The Leeds chief added: “He will be fondly remembered by all our fans, players and staff who knew him from his time with us.
“He was very popular and so professional in everything he did. He was an outstanding coach and mentor and he knew about all aspects of rugby league.
“The game has lost a great servant and personality and our thoughts are with his wife Amanda and his daughter Kara.”
Born in Sydney, Murray played as a scrum-half for Parramatta and South Sydney before beginning his coaching career in charge of the reserves at Penrith and then Balmain.
He was head coach of Illawarra Steelers from 1991-1995, but was sacked for siding with Super League in the dispute which split the Australian game in two.
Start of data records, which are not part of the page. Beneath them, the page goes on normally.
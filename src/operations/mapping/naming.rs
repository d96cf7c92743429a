use std::collections::BTreeMap;

use super::room_type::{accent_corrected, capitalize, fold, humanize, NormalizedType, RoomType};
use crate::plan::Room;

/// Room types that occur once per plan and are never numbered.
const SINGULAR: &[RoomType] = &[
    RoomType::Cocina,
    RoomType::Salon,
    RoomType::Pasillo,
    RoomType::Terraza,
];

/// Assigns display names to rooms in order of appearance.
///
/// Names containing a digit are kept as typed. Singular types use their
/// type text; every other type is numbered per label: `Dormitorio 1`,
/// `Dormitorio 2`, ...
#[derive(Debug, Default)]
pub struct RoomNamer {
    counters: BTreeMap<String, u32>,
}

impl RoomNamer {
    #[must_use]
    pub fn new() -> Self {
        Self::default()
    }

    /// Names the next room.
    pub fn name(&mut self, room: &Room, normalized: &NormalizedType) -> String {
        let typed = room.name.trim();
        if typed.chars().any(|c| c.is_ascii_digit()) {
            return capitalize(typed);
        }

        let room_type = normalized.room_type;
        if SINGULAR.contains(&room_type) {
            return singular_label(&room.room_type, room_type);
        }

        let base = match &normalized.custom_label {
            Some(label) => humanize(label),
            None if room_type == RoomType::Otro && !typed.is_empty() => humanize(typed),
            None => room_type.label().to_owned(),
        };
        let counter = self.counters.entry(base.clone()).or_insert(0);
        *counter += 1;
        format!("{base} {counter}")
    }
}

/// Keeps qualified type text such as `cocina_americana` and falls back to
/// the canonical label for synonyms like `kitchen`.
fn singular_label(type_text: &str, room_type: RoomType) -> String {
    if fold(type_text).contains(&fold(room_type.label())) {
        accent_corrected(type_text)
    } else {
        room_type.label().to_owned()
    }
}
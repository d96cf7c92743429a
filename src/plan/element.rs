use serde::{Deserialize, Serialize};

use crate::math::Point2;

/// A serialized plan point, in centimeters.
#[derive(Debug, Clone, Copy, PartialEq, Default, Serialize, Deserialize)]
pub struct Point {
    pub x: f64,
    pub y: f64,
}

impl Point {
    #[must_use]
    pub fn new(x: f64, y: f64) -> Self {
        Self { x, y }
    }
}

impl From<Point> for Point2 {
    fn from(p: Point) -> Self {
        Point2::new(p.x, p.y)
    }
}

impl From<&Point> for Point2 {
    fn from(p: &Point) -> Self {
        Point2::new(p.x, p.y)
    }
}

/// A structural or partition wall drawn as a centerline segment.
#[derive(Debug, Clone, PartialEq, Serialize, Deserialize)]
#[serde(rename_all = "camelCase")]
pub struct Wall {
    pub id: String,
    pub start: Point,
    pub end: Point,
    /// Wall thickness in centimeters.
    #[serde(default, skip_serializing_if = "Option::is_none")]
    pub thickness: Option<f64>,
    /// Helper lines (e.g. room splits) that are not real construction.
    #[serde(default)]
    pub is_invisible: bool,
}

impl Wall {
    /// Creates a visible wall without explicit thickness.
    #[must_use]
    pub fn new(id: impl Into<String>, start: Point, end: Point) -> Self {
        Self {
            id: id.into(),
            start,
            end,
            thickness: None,
            is_invisible: false,
        }
    }

    /// Sets the wall thickness.
    #[must_use]
    pub fn with_thickness(mut self, thickness: f64) -> Self {
        self.thickness = Some(thickness);
        self
    }

    /// Marks the wall as an invisible helper line.
    #[must_use]
    pub fn invisible(mut self) -> Self {
        self.is_invisible = true;
        self
    }

    /// Returns `true` for walls that represent real construction.
    #[must_use]
    pub fn is_visible(&self) -> bool {
        !self.is_invisible
    }

    /// Returns the centerline as a pair of points.
    #[must_use]
    pub fn segment(&self) -> (Point2, Point2) {
        (self.start.into(), self.end.into())
    }

    /// Centerline length in centimeters.
    #[must_use]
    pub fn length(&self) -> f64 {
        let (a, b) = self.segment();
        nalgebra::distance(&a, &b)
    }

    /// Half of the wall thickness, or zero when unknown or invalid.
    #[must_use]
    pub fn half_thickness(&self) -> f64 {
        self.thickness
            .filter(|t| t.is_finite() && *t > 0.0)
            .map_or(0.0, |t| t * 0.5)
    }
}

/// Opening variant of a door or window.
#[derive(Debug, Clone, Copy, PartialEq, Eq, Default, Serialize, Deserialize)]
#[serde(rename_all = "lowercase")]
pub enum OpenType {
    #[default]
    Single,
    Double,
    Sliding,
}

/// A door or window placed on a wall.
#[derive(Debug, Clone, PartialEq, Serialize, Deserialize)]
#[serde(rename_all = "camelCase")]
pub struct Opening {
    pub id: String,
    pub wall_id: String,
    /// Opening width in centimeters.
    pub width: f64,
    #[serde(default)]
    pub open_type: OpenType,
}

impl Opening {
    #[must_use]
    pub fn new(id: impl Into<String>, wall_id: impl Into<String>, width: f64) -> Self {
        Self {
            id: id.into(),
            wall_id: wall_id.into(),
            width,
            open_type: OpenType::Single,
        }
    }

    #[must_use]
    pub fn with_open_type(mut self, open_type: OpenType) -> Self {
        self.open_type = open_type;
        self
    }
}

/// An axis-aligned column or service duct.
///
/// `(x, y)` is the minimum corner; `width` extends along x and `height`
/// along y, all in centimeters.
#[derive(Debug, Clone, PartialEq, Serialize, Deserialize)]
pub struct Shunt {
    pub id: String,
    pub x: f64,
    pub y: f64,
    pub width: f64,
    pub height: f64,
}

impl Shunt {
    #[must_use]
    pub fn new(id: impl Into<String>, x: f64, y: f64, width: f64, height: f64) -> Self {
        Self {
            id: id.into(),
            x,
            y,
            width,
            height,
        }
    }

    /// Center of the rectangle.
    #[must_use]
    pub fn center(&self) -> Point2 {
        Point2::new(self.x + self.width * 0.5, self.y + self.height * 0.5)
    }

    /// Corners in counter-clockwise order starting at the minimum corner.
    #[must_use]
    pub fn corners(&self) -> [Point2; 4] {
        let (x0, y0) = (self.x, self.y);
        let (x1, y1) = (self.x + self.width, self.y + self.height);
        [
            Point2::new(x0, y0),
            Point2::new(x1, y0),
            Point2::new(x1, y1),
            Point2::new(x0, y1),
        ]
    }

    /// The four sides as `(start, end)` pairs.
    #[must_use]
    pub fn sides(&self) -> [(Point2, Point2); 4] {
        let c = self.corners();
        [(c[0], c[1]), (c[1], c[2]), (c[2], c[3]), (c[3], c[0])]
    }

    /// Full rectangle perimeter in centimeters.
    #[must_use]
    pub fn perimeter(&self) -> f64 {
        2.0 * (self.width.abs() + self.height.abs())
    }
}
use super::distance_2d::is_point_on_segment;
use super::{Point2, CM2_PER_M2};

/// Iterates over the edges of a closed polygon, including the wrap-around
/// edge from the last vertex back to the first.
pub fn polygon_edges(points: &[Point2]) -> impl Iterator<Item = (&Point2, &Point2)> {
    let n = points.len();
    let count = if n < 2 { 0 } else { n };
    (0..count).map(move |i| (&points[i], &points[(i + 1) % n]))
}

/// Computes the signed area of a polygon (shoelace formula), in the squared
/// unit of the input coordinates.
///
/// Positive for counter-clockwise, negative for clockwise.
#[must_use]
pub fn signed_area(points: &[Point2]) -> f64 {
    if points.len() < 3 {
        return 0.0;
    }
    let sum: f64 = polygon_edges(points)
        .map(|(a, b)| a.x * b.y - b.x * a.y)
        .sum();
    sum * 0.5
}

/// Unsigned polygon area in cm², independent of winding order.
#[must_use]
pub fn polygon_area(points: &[Point2]) -> f64 {
    signed_area(points).abs()
}

/// Unsigned polygon area converted from cm² to m².
#[must_use]
pub fn polygon_area_m2(points: &[Point2]) -> f64 {
    polygon_area(points) / CM2_PER_M2
}

/// Sum of edge lengths of a closed polygon, in cm.
#[must_use]
pub fn polygon_perimeter(points: &[Point2]) -> f64 {
    polygon_edges(points)
        .map(|(a, b)| nalgebra::distance(a, b))
        .sum()
}

/// Ray-casting (even-odd) point-in-polygon test.
///
/// Points exactly on the boundary may be classified either way.
#[must_use]
pub fn is_point_in_polygon(point: &Point2, polygon: &[Point2]) -> bool {
    let n = polygon.len();
    if n < 3 {
        return false;
    }

    let mut inside = false;
    let mut j = n - 1;
    for i in 0..n {
        let pi = &polygon[i];
        let pj = &polygon[j];

        if ((pi.y > point.y) != (pj.y > point.y))
            && (point.x < (pj.x - pi.x) * (point.y - pi.y) / (pj.y - pi.y) + pi.x)
        {
            inside = !inside;
        }
        j = i;
    }

    inside
}

/// Returns `true` if `point` lies within `tolerance` of any polygon edge.
#[must_use]
pub fn is_point_on_boundary(point: &Point2, polygon: &[Point2], tolerance: f64) -> bool {
    polygon_edges(polygon).any(|(a, b)| is_point_on_segment(point, a, b, tolerance))
}

#[cfg(test)]
mod tests {
    use super::*;
    use approx::assert_abs_diff_eq;

    fn p(x: f64, y: f64) -> Point2 {
        Point2::new(x, y)
    }

    fn square() -> Vec<Point2> {
        vec![p(0.0, 0.0), p(10.0, 0.0), p(10.0, 10.0), p(0.0, 10.0)]
    }

    fn l_shape() -> Vec<Point2> {
        vec![
            p(0.0, 0.0),
            p(600.0, 0.0),
            p(600.0, 250.0),
            p(350.0, 250.0),
            p(350.0, 480.0),
            p(0.0, 480.0),
        ]
    }

    #[test]
    fn signed_area_follows_winding() {
        let ccw = square();
        let cw: Vec<Point2> = ccw.iter().rev().copied().collect();
        assert_abs_diff_eq!(signed_area(&ccw), 100.0, epsilon = 1e-12);
        assert_abs_diff_eq!(signed_area(&cw), -100.0, epsilon = 1e-12);
    }

    #[test]
    fn area_is_winding_invariant() {
        for poly in [square(), l_shape()] {
            let reversed: Vec<Point2> = poly.iter().rev().copied().collect();
            assert_abs_diff_eq!(polygon_area(&poly), polygon_area(&reversed), epsilon = 1e-9);
        }
    }

    #[test]
    fn area_in_square_meters() {
        let room = vec![p(0.0, 0.0), p(400.0, 0.0), p(400.0, 300.0), p(0.0, 300.0)];
        assert_abs_diff_eq!(polygon_area_m2(&room), 12.0, epsilon = 1e-12);
        // 600x480 minus the 250x230 notch.
        assert_abs_diff_eq!(polygon_area_m2(&l_shape()), 28.8 - 5.75, epsilon = 1e-9);
    }

    #[test]
    fn area_degenerate() {
        assert_abs_diff_eq!(polygon_area(&[p(0.0, 0.0), p(5.0, 5.0)]), 0.0);
        assert_abs_diff_eq!(polygon_area(&[]), 0.0);
    }

    #[test]
    fn perimeter_wraps_last_to_first() {
        assert_abs_diff_eq!(polygon_perimeter(&square()), 40.0, epsilon = 1e-12);
        assert_abs_diff_eq!(polygon_perimeter(&l_shape()), 2160.0, epsilon = 1e-9);
        assert_abs_diff_eq!(polygon_perimeter(&[p(1.0, 1.0)]), 0.0);
    }

    #[test]
    fn perimeter_bounded_by_longest_edge() {
        for poly in [square(), l_shape()] {
            let longest = polygon_edges(&poly)
                .map(|(a, b)| nalgebra::distance(a, b))
                .fold(0.0, f64::max);
            assert!(polygon_perimeter(&poly) >= 2.0 * longest);
        }
    }

    #[test]
    fn point_in_square() {
        let sq = square();
        assert!(is_point_in_polygon(&p(5.0, 5.0), &sq));
        assert!(!is_point_in_polygon(&p(15.0, 5.0), &sq));
        // Boundary classification is unspecified; it only must not panic.
        let _ = is_point_in_polygon(&p(5.0, 0.0), &sq);
    }

    #[test]
    fn point_in_concave_polygon() {
        let poly = l_shape();
        assert!(is_point_in_polygon(&p(100.0, 400.0), &poly));
        assert!(is_point_in_polygon(&p(500.0, 100.0), &poly));
        // Inside the notch.
        assert!(!is_point_in_polygon(&p(500.0, 400.0), &poly));
    }

    #[test]
    fn point_in_degenerate_polygon() {
        assert!(!is_point_in_polygon(&p(0.0, 0.0), &[p(0.0, 0.0), p(1.0, 1.0)]));
    }

    #[test]
    fn boundary_detection() {
        let sq = square();
        assert!(is_point_on_boundary(&p(5.0, 0.2), &sq, 0.5));
        assert!(is_point_on_boundary(&p(0.0, 10.0), &sq, 0.0));
        assert!(!is_point_on_boundary(&p(5.0, 5.0), &sq, 0.5));
    }
}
After his two years at Leeds Murray returned to Australia, where he coached both Sydney City Roosters and North Queensland Cowboys to Grand Final appearances.
He suffered a heart attack in March and was admitted to hospital in Brisbane following a second cardiac arrest earlier this month.
The decision was taken to switch off his life support machine yesterday morning and he died several hours later.
Leeds will wear black armbands in Murray’s memory when they play London Broncos at Twickenham Stoop on Thursday.
Castleford Tigers’ coach Daryl Powell was a member of Leeds’ 1999 Wembley team.
Powell said: “I am gutted that such a great man has passed away. I thought he was incredible as a coach and as a man as well.
“Wherever he went you could see players enjoyed his personality and the way he dealt with things, not just about the game, but about life.”